LIFESTYLE - CULTURE

Luxembourg in Dubai 

Creating the Luxembourg pavilion’s signature scent



Cyrille Gerhardt of Smell Marketing, a niche fragrance distribution firm operating in Luxembourg since 2013 Mike Zenari/archives

Cyrille Gerhardt of Smell Marketing, a niche fragrance distribution firm operating in Luxembourg since 2013 Mike Zenari/archives

What did it take to recreate the scent of the Mullerthal woods for the Luxembourg pavilion in Dubai? Delano caught up with Cyrille Gerhardt, director of Smell Marketing, to find out.

Visitors to the Expo 2020 Dubai will be able to use all five senses--including scent--to take in the highlights of Luxembourg. Charged with creating the right scent to give visitors an impression of the Mullerthal woods, Gerhardt worked with a team of 12, collaborating with a laboratory in the south of France to get the notes just right.

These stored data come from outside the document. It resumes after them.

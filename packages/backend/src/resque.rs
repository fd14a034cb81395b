//! Redis backend using the Resque key layout.
//!
//! Keys live under a namespace (default `resque`):
//!
//! - `queues`: set of known queue names
//! - `queue:<name>`: list of JSON payloads, pushed right, popped left
//! - `workers`: set of registered worker ids
//! - `worker:<id>`: JSON record of the job a worker is processing
//! - `worker:<id>:started`: registration timestamp
//! - `stat:<name>`: processed/failed counters
//! - `failed`: list of JSON failure records

use chrono::{DateTime, Utc};
use queue_core::{Failure, Job, Payload, QueueSet, WorkerId};
use redis::aio::ConnectionManager;
use serde::{Deserialize, Serialize};

use crate::{BackendError, BackendFuture, QueueBackend, RedisConfig, is_dead_local_worker};

/// Key builder for a namespace.
#[derive(Debug, Clone, PartialEq, Eq)]
pub struct RedisKeys {
    namespace: String,
}

impl RedisKeys {
    pub fn new(namespace: impl Into<String>) -> Self {
        Self {
            namespace: namespace.into(),
        }
    }

    fn key(&self, suffix: &str) -> String {
        format!("{}:{}", self.namespace, suffix)
    }

    pub fn queues(&self) -> String {
        self.key("queues")
    }

    pub fn queue(&self, name: &str) -> String {
        self.key(&format!("queue:{}", name))
    }

    pub fn workers(&self) -> String {
        self.key("workers")
    }

    pub fn worker(&self, worker: &WorkerId) -> String {
        self.key(&format!("worker:{}", worker))
    }

    pub fn worker_started(&self, worker: &WorkerId) -> String {
        self.key(&format!("worker:{}:started", worker))
    }

    pub fn stat(&self, name: &str) -> String {
        self.key(&format!("stat:{}", name))
    }

    pub fn failed(&self) -> String {
        self.key("failed")
    }
}

/// What a worker is doing, stored at `worker:<id>`.
#[derive(Debug, Clone, PartialEq, Serialize, Deserialize)]
struct WorkingRecord {
    queue: String,
    run_at: DateTime<Utc>,
    payload: Payload,
}

impl WorkingRecord {
    fn into_job(self) -> Job {
        Job {
            queue: self.queue,
            payload: self.payload,
        }
    }
}

/// Queue backend talking to Redis.
pub struct RedisBackend {
    /// Redis connection manager (handles reconnection automatically).
    redis: ConnectionManager,
    keys: RedisKeys,
}

impl RedisBackend {
    /// Connect to the configured server.
    pub async fn connect(config: &RedisConfig) -> Result<Self, BackendError> {
        tracing::info!("Connecting to redis: {} ({})", config.url, config.namespace);

        let client = redis::Client::open(config.url.as_str())?;
        let redis = ConnectionManager::new(client).await?;

        Ok(Self::from_connection(redis, &config.namespace))
    }

    /// Build a backend from an existing connection manager.
    pub fn from_connection(redis: ConnectionManager, namespace: &str) -> Self {
        Self {
            redis,
            keys: RedisKeys::new(namespace),
        }
    }

    pub fn keys(&self) -> &RedisKeys {
        &self.keys
    }

    async fn queue_names(&self, queues: &QueueSet) -> Result<Vec<String>, BackendError> {
        if !queues.is_wildcard() {
            return Ok(queues.names().to_vec());
        }

        let mut conn = self.redis.clone();
        let known: Vec<String> = redis::cmd("SMEMBERS")
            .arg(self.keys.queues())
            .query_async(&mut conn)
            .await?;
        Ok(queues.resolve(known))
    }

    async fn unregister(&self, worker: &WorkerId) -> Result<(), BackendError> {
        let mut conn = self.redis.clone();

        let working: Option<String> = redis::cmd("GET")
            .arg(self.keys.worker(worker))
            .query_async(&mut conn)
            .await?;
        if let Some(raw) = working {
            let record: WorkingRecord = serde_json::from_str(&raw)?;
            self.push_failure(&Failure::dirty_exit(worker, &record.into_job()))
                .await?;
        }

        let worker_key = worker.to_string();
        let _: () = redis::pipe()
            .atomic()
            .cmd("SREM")
            .arg(self.keys.workers())
            .arg(&worker_key)
            .ignore()
            .cmd("DEL")
            .arg(self.keys.worker(worker))
            .arg(self.keys.worker_started(worker))
            .arg(self.keys.stat(&format!("processed:{}", worker_key)))
            .arg(self.keys.stat(&format!("failed:{}", worker_key)))
            .ignore()
            .query_async(&mut conn)
            .await?;
        Ok(())
    }

    async fn push_failure(&self, failure: &Failure) -> Result<(), BackendError> {
        let mut conn = self.redis.clone();
        let encoded = serde_json::to_string(failure)?;

        let _: () = redis::pipe()
            .atomic()
            .cmd("RPUSH")
            .arg(self.keys.failed())
            .arg(encoded)
            .ignore()
            .cmd("INCR")
            .arg(self.keys.stat("failed"))
            .ignore()
            .cmd("INCR")
            .arg(self.keys.stat(&format!("failed:{}", failure.worker)))
            .ignore()
            .query_async(&mut conn)
            .await?;
        Ok(())
    }
}

impl QueueBackend for RedisBackend {
    fn enqueue(&self, job: Job) -> BackendFuture<'_, ()> {
        Box::pin(async move {
            let mut conn = self.redis.clone();
            let encoded = serde_json::to_string(&job.payload)?;

            let _: () = redis::pipe()
                .atomic()
                .cmd("SADD")
                .arg(self.keys.queues())
                .arg(&job.queue)
                .ignore()
                .cmd("RPUSH")
                .arg(self.keys.queue(&job.queue))
                .arg(encoded)
                .ignore()
                .query_async(&mut conn)
                .await?;
            Ok(())
        })
    }

    fn reserve<'a>(&'a self, queues: &'a QueueSet) -> BackendFuture<'a, Option<Job>> {
        Box::pin(async move {
            let mut conn = self.redis.clone();

            for name in self.queue_names(queues).await? {
                let popped: Option<String> = redis::cmd("LPOP")
                    .arg(self.keys.queue(&name))
                    .query_async(&mut conn)
                    .await?;

                if let Some(raw) = popped {
                    let payload: Payload = serde_json::from_str(&raw)?;
                    return Ok(Some(Job {
                        queue: name,
                        payload,
                    }));
                }
            }
            Ok(None)
        })
    }

    fn register_worker<'a>(&'a self, worker: &'a WorkerId) -> BackendFuture<'a, ()> {
        Box::pin(async move {
            let mut conn = self.redis.clone();

            let _: () = redis::pipe()
                .atomic()
                .cmd("SADD")
                .arg(self.keys.workers())
                .arg(worker.to_string())
                .ignore()
                .cmd("SET")
                .arg(self.keys.worker_started(worker))
                .arg(Utc::now().to_rfc3339())
                .ignore()
                .query_async(&mut conn)
                .await?;
            Ok(())
        })
    }

    fn deregister_worker<'a>(&'a self, worker: &'a WorkerId) -> BackendFuture<'a, ()> {
        Box::pin(self.unregister(worker))
    }

    fn prune_dead_workers(&self) -> BackendFuture<'_, Vec<WorkerId>> {
        Box::pin(async move {
            let mut conn = self.redis.clone();
            let registered: Vec<String> = redis::cmd("SMEMBERS")
                .arg(self.keys.workers())
                .query_async(&mut conn)
                .await?;

            let mut pruned = Vec::new();
            for raw in registered {
                let worker = match WorkerId::parse(&raw) {
                    Ok(worker) => worker,
                    Err(e) => {
                        tracing::debug!("Skipping unparseable worker entry: {}", e);
                        continue;
                    }
                };

                if is_dead_local_worker(&worker) {
                    tracing::info!("Pruning dead worker: {}", worker);
                    self.unregister(&worker).await?;
                    pruned.push(worker);
                }
            }
            Ok(pruned)
        })
    }

    fn mark_working<'a>(&'a self, worker: &'a WorkerId, job: &'a Job) -> BackendFuture<'a, ()> {
        Box::pin(async move {
            let mut conn = self.redis.clone();
            let record = WorkingRecord {
                queue: job.queue.clone(),
                run_at: Utc::now(),
                payload: job.payload.clone(),
            };

            let _: () = redis::cmd("SET")
                .arg(self.keys.worker(worker))
                .arg(serde_json::to_string(&record)?)
                .query_async(&mut conn)
                .await?;
            Ok(())
        })
    }

    fn mark_done<'a>(&'a self, worker: &'a WorkerId, job: &'a Job) -> BackendFuture<'a, ()> {
        Box::pin(async move {
            let mut conn = self.redis.clone();

            let _: () = redis::pipe()
                .atomic()
                .cmd("INCR")
                .arg(self.keys.stat("processed"))
                .ignore()
                .cmd("INCR")
                .arg(self.keys.stat(&format!("processed:{}", worker)))
                .ignore()
                .cmd("INCR")
                .arg(self.keys.stat(&format!("processed_{}", job.queue)))
                .ignore()
                .cmd("DEL")
                .arg(self.keys.worker(worker))
                .ignore()
                .query_async(&mut conn)
                .await?;
            Ok(())
        })
    }

    fn record_failure<'a>(
        &'a self,
        worker: &'a WorkerId,
        job: &'a Job,
        error: &'a str,
    ) -> BackendFuture<'a, ()> {
        Box::pin(async move { self.push_failure(&Failure::new(worker, job, error)).await })
    }
}

#[cfg(test)]
mod tests {
    #![allow(clippy::disallowed_methods)]

    use super::*;
    use serde_json::json;

    #[test]
    fn keys_are_namespaced() {
        let keys = RedisKeys::new("resque");
        let worker = WorkerId::parse("box:42:jobs").unwrap();

        assert_eq!(keys.queues(), "resque:queues");
        assert_eq!(keys.queue("jobs"), "resque:queue:jobs");
        assert_eq!(keys.workers(), "resque:workers");
        assert_eq!(keys.worker(&worker), "resque:worker:box:42:jobs");
        assert_eq!(keys.worker_started(&worker), "resque:worker:box:42:jobs:started");
        assert_eq!(keys.stat("processed_jobs"), "resque:stat:processed_jobs");
        assert_eq!(keys.failed(), "resque:failed");
    }

    #[test]
    fn working_record_round_trips_to_job() {
        let raw = json!({
            "queue": "jobs",
            "run_at": "2024-01-01T00:00:00Z",
            "payload": {"class": "TestJob", "args": [420, "foo"]}
        });
        let record: WorkingRecord = serde_json::from_value(raw).unwrap();
        let job = record.into_job();
        assert_eq!(job, Job::new("jobs", "TestJob", vec![json!(420), json!("foo")]));
    }

    #[tokio::test]
    #[ignore = "requires a running Redis server (REDIS_URL)"]
    async fn reserve_against_live_redis() -> Result<(), BackendError> {
        let url = std::env::var("REDIS_URL").unwrap_or_else(|_| "redis://127.0.0.1:6379".into());
        let namespace = format!("test-{}", std::process::id());
        let backend = RedisBackend::connect(&RedisConfig::new(url).with_namespace(namespace)).await?;

        backend.enqueue(Job::new("jobs", "TestJob", vec![json!(1)])).await?;
        let queues = QueueSet::all();
        let job = backend.reserve(&queues).await?.expect("job");
        assert_eq!(job.class(), "TestJob");
        assert!(backend.reserve(&queues).await?.is_none());
        Ok(())
    }
}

“When you go into the Mullerthal woods, what’s most impregnating depends on the period,” Gerhardt says. “We were there in the beginning of summertime, when the scent is different and humidity takes over.” A fact which may also serve useful in Dubai, given that the average monthly temperatures there at the start of the expo are expected to be above 30° C.

The Mullerthal scent profile

Smell Marketing is used to working with clients to create signature scents for them based on their needs and based on the company’s own expertise, plus a healthy dose of common sense. “You cannot make a kebab shop smell like a five-star hotel,” Gerhardt says.

For the Luxembourg pavilion, the team took a palette of different scents ranging from floral, woodsy, other “green” scents, and worked through the process of elimination. The final profile includes the “fragile” top notes, which are “the more sophisticated florals, [which] last 5 to 20 seconds.”

The middle notes are mainly moss, while the base notes are more woodsy. “If you come into a place after a few hours, what lasts is the base note,” Gerhardt adds.

The team started creating the signature scent first with the base notes, then the middle and top notes. Tests were performed over months in order to be certain the scent remained stable, also with diffusion. The team narrowed it down to three options before a final scent was selected.

Scent souvenirs

Working together with the pavilion organisers, Gerhardt and his team also masterminded how the scent could be diffused on site.

“Diffusers are incorporated throughout the pavilion, [using] a precision timer and fan system,” Gerhardt explains, adding that visitors will experience the scent at the same time they see green visuals, because the two effects need to happen at the same time in order for the experience to work.

Following the tour, visitors to the pavilion can also pick up a sort of Luxembourg calling card, which will be perfumed as well. Such a scent and souvenir are game-changing, says Gerhardt. With scent also on this card, “it brings back to your deep memory the exhibition and the way you live the experience at the pavilion.” And, as far as he’s aware, Luxembourg will be the only participating country to have such a signature scent at its pavilion--and it remains to be seen whether the scent will later be available in the grand duchy.